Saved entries
######

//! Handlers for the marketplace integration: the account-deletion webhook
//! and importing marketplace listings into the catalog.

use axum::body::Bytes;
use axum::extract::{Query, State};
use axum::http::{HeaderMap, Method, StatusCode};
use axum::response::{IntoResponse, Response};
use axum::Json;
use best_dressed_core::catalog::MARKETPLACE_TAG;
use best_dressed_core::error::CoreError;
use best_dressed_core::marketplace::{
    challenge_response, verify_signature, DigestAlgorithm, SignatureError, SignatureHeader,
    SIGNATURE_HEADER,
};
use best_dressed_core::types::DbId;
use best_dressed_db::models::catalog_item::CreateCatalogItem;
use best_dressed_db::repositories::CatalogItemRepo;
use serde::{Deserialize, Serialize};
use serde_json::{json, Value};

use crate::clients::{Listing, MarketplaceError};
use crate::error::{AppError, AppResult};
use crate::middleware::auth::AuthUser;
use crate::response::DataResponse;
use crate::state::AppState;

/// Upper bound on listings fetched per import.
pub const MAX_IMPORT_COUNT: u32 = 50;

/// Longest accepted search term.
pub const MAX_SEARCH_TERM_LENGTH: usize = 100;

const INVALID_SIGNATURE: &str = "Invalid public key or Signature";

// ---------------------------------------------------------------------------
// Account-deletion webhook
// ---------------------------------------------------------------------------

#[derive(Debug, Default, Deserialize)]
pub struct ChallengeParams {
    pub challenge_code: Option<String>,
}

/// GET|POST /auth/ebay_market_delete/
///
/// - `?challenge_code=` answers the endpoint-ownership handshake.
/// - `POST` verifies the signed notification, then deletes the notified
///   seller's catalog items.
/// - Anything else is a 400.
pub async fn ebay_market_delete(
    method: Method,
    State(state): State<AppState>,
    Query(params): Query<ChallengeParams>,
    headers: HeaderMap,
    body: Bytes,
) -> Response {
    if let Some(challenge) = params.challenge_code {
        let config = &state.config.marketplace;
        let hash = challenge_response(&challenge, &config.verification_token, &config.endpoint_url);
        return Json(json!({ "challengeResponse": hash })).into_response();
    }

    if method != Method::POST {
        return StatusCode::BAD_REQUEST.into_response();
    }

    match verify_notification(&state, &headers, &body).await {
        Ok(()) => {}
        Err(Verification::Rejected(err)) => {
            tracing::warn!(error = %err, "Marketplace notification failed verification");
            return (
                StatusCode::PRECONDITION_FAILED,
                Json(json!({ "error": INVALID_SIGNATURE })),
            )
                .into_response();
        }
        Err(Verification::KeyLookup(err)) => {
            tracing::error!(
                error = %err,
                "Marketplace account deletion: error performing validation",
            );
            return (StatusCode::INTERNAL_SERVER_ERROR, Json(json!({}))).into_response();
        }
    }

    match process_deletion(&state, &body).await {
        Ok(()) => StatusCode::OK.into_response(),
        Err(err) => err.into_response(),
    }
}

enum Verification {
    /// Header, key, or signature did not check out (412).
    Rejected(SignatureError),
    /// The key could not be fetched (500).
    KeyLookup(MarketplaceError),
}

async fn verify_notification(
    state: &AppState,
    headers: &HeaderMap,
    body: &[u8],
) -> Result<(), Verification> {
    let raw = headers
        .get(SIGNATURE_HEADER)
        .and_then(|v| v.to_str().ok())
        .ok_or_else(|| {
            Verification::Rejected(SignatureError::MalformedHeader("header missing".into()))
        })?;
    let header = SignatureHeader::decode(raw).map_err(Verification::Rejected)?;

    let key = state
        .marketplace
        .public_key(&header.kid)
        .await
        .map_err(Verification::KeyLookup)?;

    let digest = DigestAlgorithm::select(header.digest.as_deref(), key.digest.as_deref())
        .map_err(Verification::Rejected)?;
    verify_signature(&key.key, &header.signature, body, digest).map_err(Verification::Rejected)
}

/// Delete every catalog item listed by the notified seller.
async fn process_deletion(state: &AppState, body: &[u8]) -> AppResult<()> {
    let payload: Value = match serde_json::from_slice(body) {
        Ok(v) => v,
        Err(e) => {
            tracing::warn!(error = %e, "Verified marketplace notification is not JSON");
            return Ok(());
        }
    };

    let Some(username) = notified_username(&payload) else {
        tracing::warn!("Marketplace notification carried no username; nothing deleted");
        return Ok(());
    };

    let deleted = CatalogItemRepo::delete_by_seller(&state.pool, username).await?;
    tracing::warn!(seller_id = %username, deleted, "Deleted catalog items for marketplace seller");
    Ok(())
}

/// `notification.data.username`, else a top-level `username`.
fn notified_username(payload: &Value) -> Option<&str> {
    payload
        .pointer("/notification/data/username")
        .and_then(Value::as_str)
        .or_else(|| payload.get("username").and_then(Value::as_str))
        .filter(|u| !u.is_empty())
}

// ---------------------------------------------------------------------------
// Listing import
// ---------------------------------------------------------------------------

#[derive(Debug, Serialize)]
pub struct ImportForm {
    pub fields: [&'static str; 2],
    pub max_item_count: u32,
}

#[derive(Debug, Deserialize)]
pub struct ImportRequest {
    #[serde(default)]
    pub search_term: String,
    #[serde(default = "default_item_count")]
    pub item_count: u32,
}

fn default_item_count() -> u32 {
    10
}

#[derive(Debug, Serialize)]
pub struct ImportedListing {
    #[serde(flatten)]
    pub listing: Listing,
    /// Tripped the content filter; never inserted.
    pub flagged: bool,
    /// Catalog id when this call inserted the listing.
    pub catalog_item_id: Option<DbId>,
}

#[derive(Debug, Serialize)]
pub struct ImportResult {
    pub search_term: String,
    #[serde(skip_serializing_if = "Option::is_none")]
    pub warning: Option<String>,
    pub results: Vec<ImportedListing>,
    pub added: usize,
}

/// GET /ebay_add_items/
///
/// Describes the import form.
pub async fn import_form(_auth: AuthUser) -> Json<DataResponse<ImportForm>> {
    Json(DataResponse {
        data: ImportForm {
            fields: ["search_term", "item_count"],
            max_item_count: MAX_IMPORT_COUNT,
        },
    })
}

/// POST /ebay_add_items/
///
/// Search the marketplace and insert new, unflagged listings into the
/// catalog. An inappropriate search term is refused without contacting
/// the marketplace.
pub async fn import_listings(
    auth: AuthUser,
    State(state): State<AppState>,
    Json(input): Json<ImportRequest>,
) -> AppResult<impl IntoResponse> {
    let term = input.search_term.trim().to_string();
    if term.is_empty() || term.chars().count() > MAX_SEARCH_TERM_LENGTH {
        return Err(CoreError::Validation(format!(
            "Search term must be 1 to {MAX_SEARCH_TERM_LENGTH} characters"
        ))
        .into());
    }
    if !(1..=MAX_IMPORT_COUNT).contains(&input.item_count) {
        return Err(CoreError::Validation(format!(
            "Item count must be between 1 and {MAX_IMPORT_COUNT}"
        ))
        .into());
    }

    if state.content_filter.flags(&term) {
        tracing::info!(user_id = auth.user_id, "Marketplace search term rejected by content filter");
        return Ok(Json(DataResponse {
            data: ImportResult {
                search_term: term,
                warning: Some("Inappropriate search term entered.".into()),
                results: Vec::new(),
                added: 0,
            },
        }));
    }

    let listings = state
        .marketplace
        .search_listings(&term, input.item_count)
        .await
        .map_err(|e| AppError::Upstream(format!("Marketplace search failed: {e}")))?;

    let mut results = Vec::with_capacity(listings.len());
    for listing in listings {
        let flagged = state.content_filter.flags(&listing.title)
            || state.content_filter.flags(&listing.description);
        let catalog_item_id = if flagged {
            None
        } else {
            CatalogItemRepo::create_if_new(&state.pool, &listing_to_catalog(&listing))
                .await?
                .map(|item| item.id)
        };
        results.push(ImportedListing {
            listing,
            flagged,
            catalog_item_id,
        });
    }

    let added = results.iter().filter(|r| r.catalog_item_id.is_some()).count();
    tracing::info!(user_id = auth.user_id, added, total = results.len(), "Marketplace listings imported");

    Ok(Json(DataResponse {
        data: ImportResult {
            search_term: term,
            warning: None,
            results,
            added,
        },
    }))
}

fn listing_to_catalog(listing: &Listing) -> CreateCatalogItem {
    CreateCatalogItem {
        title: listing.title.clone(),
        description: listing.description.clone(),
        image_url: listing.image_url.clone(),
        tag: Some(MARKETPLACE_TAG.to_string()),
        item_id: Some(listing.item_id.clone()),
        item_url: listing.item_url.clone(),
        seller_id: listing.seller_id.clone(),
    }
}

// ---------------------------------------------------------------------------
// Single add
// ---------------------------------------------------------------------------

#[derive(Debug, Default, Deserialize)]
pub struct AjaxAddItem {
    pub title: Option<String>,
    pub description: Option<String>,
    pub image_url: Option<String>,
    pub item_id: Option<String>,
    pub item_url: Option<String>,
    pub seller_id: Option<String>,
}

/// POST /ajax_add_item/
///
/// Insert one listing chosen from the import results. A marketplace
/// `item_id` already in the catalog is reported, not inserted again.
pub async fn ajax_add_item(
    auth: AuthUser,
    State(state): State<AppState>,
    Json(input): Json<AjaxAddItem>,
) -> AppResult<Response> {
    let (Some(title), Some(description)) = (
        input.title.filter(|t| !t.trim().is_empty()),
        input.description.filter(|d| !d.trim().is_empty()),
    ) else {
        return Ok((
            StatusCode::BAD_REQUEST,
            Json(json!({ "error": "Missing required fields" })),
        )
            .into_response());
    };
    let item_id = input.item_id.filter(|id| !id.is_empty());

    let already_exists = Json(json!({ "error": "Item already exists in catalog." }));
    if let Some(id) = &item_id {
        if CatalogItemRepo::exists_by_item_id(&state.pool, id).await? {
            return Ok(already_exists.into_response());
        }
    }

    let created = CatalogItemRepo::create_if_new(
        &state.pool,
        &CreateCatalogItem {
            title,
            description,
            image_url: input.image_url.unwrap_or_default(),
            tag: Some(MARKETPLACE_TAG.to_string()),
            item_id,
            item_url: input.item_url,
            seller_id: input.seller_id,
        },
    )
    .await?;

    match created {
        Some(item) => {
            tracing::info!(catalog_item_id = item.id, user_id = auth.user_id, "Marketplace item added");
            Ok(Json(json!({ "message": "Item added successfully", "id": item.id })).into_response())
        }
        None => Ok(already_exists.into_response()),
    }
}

######

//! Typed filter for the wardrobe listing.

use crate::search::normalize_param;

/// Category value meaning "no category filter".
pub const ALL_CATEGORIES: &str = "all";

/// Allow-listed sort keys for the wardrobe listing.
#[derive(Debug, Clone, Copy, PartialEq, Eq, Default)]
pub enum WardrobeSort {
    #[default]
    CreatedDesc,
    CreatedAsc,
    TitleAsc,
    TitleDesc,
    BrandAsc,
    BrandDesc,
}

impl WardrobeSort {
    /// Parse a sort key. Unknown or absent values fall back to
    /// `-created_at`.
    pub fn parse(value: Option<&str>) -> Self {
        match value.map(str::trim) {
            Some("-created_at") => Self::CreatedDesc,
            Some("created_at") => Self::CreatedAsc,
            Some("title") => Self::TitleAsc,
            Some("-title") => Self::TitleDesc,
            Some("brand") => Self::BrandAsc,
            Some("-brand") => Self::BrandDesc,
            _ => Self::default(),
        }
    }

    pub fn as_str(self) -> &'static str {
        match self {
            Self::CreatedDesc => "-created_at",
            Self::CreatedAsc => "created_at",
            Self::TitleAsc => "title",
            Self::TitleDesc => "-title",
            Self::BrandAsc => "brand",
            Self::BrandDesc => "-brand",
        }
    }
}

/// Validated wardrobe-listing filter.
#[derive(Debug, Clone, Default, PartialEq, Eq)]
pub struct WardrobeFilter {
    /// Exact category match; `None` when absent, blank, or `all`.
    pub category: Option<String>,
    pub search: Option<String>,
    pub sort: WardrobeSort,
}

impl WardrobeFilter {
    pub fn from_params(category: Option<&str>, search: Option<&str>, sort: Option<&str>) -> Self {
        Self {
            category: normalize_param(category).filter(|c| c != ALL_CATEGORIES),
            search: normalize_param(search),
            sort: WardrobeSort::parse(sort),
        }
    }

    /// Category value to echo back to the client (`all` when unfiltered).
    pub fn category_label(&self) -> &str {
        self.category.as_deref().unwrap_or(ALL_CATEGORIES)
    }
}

######

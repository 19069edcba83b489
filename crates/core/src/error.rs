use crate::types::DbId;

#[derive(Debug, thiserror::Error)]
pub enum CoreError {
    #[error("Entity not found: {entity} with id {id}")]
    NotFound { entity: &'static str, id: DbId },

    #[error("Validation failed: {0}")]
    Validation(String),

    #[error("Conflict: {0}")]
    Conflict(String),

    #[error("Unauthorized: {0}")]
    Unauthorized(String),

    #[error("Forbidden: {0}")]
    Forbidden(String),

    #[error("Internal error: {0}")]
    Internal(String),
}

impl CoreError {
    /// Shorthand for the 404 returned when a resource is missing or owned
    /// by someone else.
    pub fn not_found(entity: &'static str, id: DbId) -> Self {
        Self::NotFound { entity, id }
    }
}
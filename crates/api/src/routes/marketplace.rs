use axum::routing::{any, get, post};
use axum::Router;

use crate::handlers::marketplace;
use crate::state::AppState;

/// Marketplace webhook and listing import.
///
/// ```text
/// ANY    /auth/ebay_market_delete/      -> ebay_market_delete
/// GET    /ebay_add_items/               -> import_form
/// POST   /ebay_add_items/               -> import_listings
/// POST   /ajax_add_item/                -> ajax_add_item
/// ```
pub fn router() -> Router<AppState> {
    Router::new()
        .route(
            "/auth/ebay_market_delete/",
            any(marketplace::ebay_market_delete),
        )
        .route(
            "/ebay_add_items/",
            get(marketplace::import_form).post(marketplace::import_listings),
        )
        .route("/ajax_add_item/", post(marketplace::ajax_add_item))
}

######

→ **REQUIREMENT**
Go through the records above and copy every line with the word "headers".

→ **SOLUTION FOR THIS EXERCISE**
    headers: HeaderMap,
    match verify_notification(&state, &headers, &body).await {
    headers: &HeaderMap,
    let raw = headers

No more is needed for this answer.